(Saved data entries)
'''
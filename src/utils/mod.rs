//! Utility modules

pub mod logging;
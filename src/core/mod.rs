//! Core module containing the bridge functionality
//!
//! This module provides:
//! - Device channels (serial port, offline, scripted)
//! - Serial line protocol (line reader, command writer)
//! - Bus identity and its startup negotiation
//! - Publish/subscribe bus seam with in-process, TCP client and relay implementations
//! - Command classification and the dispatch loop
//! - Telemetry side channel

pub mod bridge;
pub mod bus;
pub mod command;
pub mod dispatch;
pub mod identity;
pub mod negotiate;
pub mod protocol;
pub mod telemetry;
pub mod transport;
'''
Using the records above, please retype only the run of lines from the line holding "pub mod protocol;" through the last line, both ends included.

pub mod protocol;
pub mod telemetry;
pub mod transport;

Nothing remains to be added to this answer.